Some stocks are best avoided. We don't wish catastrophic capital loss on anyone. Spare a thought for those who held AA plc (LON:AA.) for five whole years - as the share price tanked 96%. And some of the more recent buyers are probably worried, too, with the stock falling 83% in the last year. The falls have accelerated recently, with the share price down 71% in the last three months. Of course, this share price action may well have been influenced by the 29% decline in the broader market, throughout the period.
While a drop like that is definitely a body blow, money isn't as important as health and happiness.
See our latest analysis for AA
While markets are a powerful pricing mechanism, share prices reflect investor sentiment, not just underlying business performance. One way to examine how market sentiment has changed over time is to look at the interaction between a company's share price and its earnings per share (EPS).

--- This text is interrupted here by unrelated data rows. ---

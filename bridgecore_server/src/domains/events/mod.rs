//! Upstream change events: the append-only, strictly-ordered stream the
//! sync engine pulls from.

pub mod repository;

use chrono::{DateTime, Utc};
use serde::{Deserialize, Serialize};

use bridgecore_core::{EventId, TenantId, Value};

pub use repository::{EventRepository, PgEventRepository};

#[derive(Debug, Clone, Copy, PartialEq, Eq, Serialize, Deserialize, sqlx::Type)]
#[sqlx(type_name = "text", rename_all = "lowercase")]
#[serde(rename_all = "lowercase")]
pub enum ChangeKind {
  Create,
  Write,
  Unlink,
}

#[derive(Debug, Clone, Serialize, Deserialize)]
pub struct Event {
  pub id: EventId,
  pub tenant_id: TenantId,
  pub model: String,
  pub record_id: i64,
  pub change_kind: ChangeKind,
  pub server_timestamp: DateTime<Utc>,
  pub payload: Option<Value>,
  pub priority: Option<String>,
}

During the five years over which the share price declined, AA's earnings per share (EPS) dropped by 12% each year. Readers should note that the share price has fallen faster than the EPS, at a rate of 47% per year, over the period. So it seems the market was too confident about the business, in the past. The low P/E ratio of 1.89 further reflects this reticence.
You can see how EPS has changed over time in the image below (click on the chart to see the exact values).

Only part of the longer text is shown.